В НАТО очень разные люди. Солдаты итальянского батальона, который охранял Дечаны, просто спасли монастырь, причём спасли, нарушив приказ. Приказ был дан уходить, забрав монахов, и оставить монастырь толпам нападающих. Монахи отказались уходить. Это мне рассказывал итальянский офицер. Дальше был отдан приказ уходить без монахов. Всем стало ясно, что если они сейчас уйдут, то, вернувшись, найдут дымящиеся руины монастыря и, как минимум, 30 трупов насельников. Командир итальянцев нарушил приказ, и это был единственный батальон, который открыл стрельбу в воздух. Толпа разбежалась. На следующий день, правда, монастырь обстреливали из мортиры, с ближайших гор, но по счастью никуда не попали. Итальянцев не наказали, но и рассказывать об этом официальным средствам массовой информации не стали, потому что de facto приказ был нарушен. Так они спасли монастырь. Должен сказать, что в каком-то смысле итальянцы повели себя героически. Когда я спросил офицера, почему они сделали это, его ответ был замечателен. Он сказал: «Вы посмотрите на собор». Его действительно, видимо, строили мастера итальянской выучки. «Такие соборы стоят в наших городах. Как же мы могли его оставить?» Вот такая замечательная логика. Сходство этого православного храма с итальянскими и романскими соборами послужило тому, что итальянцы решили этот монастырь спасти.

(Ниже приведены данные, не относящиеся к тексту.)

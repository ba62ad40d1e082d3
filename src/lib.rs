//! # META II
//!
//! A compiler-compiler in the tradition of Schorre's 1964 META II: a small
//! recursive-descent compiler that translates syntax equations into a
//! stack-machine instruction stream, an assembler/loader that turns the
//! textual instruction listing into an in-memory program, and two machine
//! variants (linear and backtracking) that execute that program against an
//! input string.
//!
//! ## Pipeline
//!
//! 1. **Compiler** ([`compiler`]) — lexes and translates META II grammar
//!    source into textual assembly.
//! 2. **Assembler** ([`asm`]) — a two-pass loader that resolves labels and
//!    fix-ups, turning the assembly text into an [`asm::instr::Instruction`]
//!    array.
//! 3. **Machine** ([`machine`]) — interprets that array against an input
//!    buffer, either halting on the first mismatch (linear) or backtracking
//!    to the last choice point (backtracking).
//!
//! ```rust,no_run
//! use meta2::compiler::compile;
//! use meta2::asm::loader::load;
//! use meta2::machine::linear::LinearMachine;
//!
//! let grammar = std::fs::read_to_string("grammar.meta").unwrap();
//! let assembly = compile(&grammar).unwrap();
//! let program = load(&assembly).unwrap();
//! let input = std::fs::read_to_string("input.txt").unwrap();
//! let mut output = String::new();
//! LinearMachine::new(&program).run(&input, &mut output).unwrap();
//! print!("{output}");
//! ```

pub mod asm;
pub mod compiler;
pub mod error;
pub mod machine;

Ещё мне хотелось сказать про монастырь Дечаны, поскольку там собралась уникальная община монахов. Они пришли туда именно сейчас, когда стало совсем плохо и безумно опасно. Я был в Дечанах в 1986-м году, потом уже в последний раз до этих событий в 1991-м. Тогда там был один игумен, он же единственный монах, отец Иустин, замечательный человек, весёлый, добрый, один служивший Литургию. Я помню, мы были его единственными прихожанами. И это в относительно благополучное время. А теперь в неблагополучное время туда пришли монахи служить Богу, защищать им Богом данное наследие. И то, что они сделали за это время, потрясает. Создана замечательная иконописная мастерская, в которой пишут иконы по древним византийским образцам. Восстановлена традиция древнего сербского церковного пения. Ведется активная публицистическая деятельность в защиту Косова. Монахи героические. Когда я на них смотрел, то казалось, что они словно ожившие христианские мученики стоят за веру и в любой момент готовы расстаться со своей жизнью за то, что они защищают. Великий православный монастырь, как все, о которых мы читаем в истории Церкви и житиях святых. Причем все происходит здесь и сейчас. Так что не всё печально… и невероятно жестокая и несправедливая ситуация рождает такие проявления человеческой духовности и героизма.
— «Наивысшая форма драмы — трагедия. История сербов вся трагична. Путь сербского народа идёт по опасной крутизне над бездной. Этим путём может пройти без страха лишь лунатик — такие ужасы подстерегают на этом пути. Если бы сербы смотрели вниз, в пропасть, над которой грядут, они устрашились бы и скоро упали и пропали. Но они глядели ввысь, в небо, на судьбодателя Бога с верою в него и шагали бессознательно, едва сознавая что делают. Поэтому они смогли преодолеть путь по отвесным скалам, каким ни один народ белой расы доселе не проходил. Народ сербский срывался порой с крутизны, но выкарабкивался вновь на узкую тропинку отвесного полотна. Он знал, что это единственный правый путь, путь его судьбы и спасения, трагический путь страдания и воскресения, путь Христа, коему сербы дали обет служения». Из книги святого Николая (Сербского) «Сербский народ как раб Божий». Перевод И.М. Числова.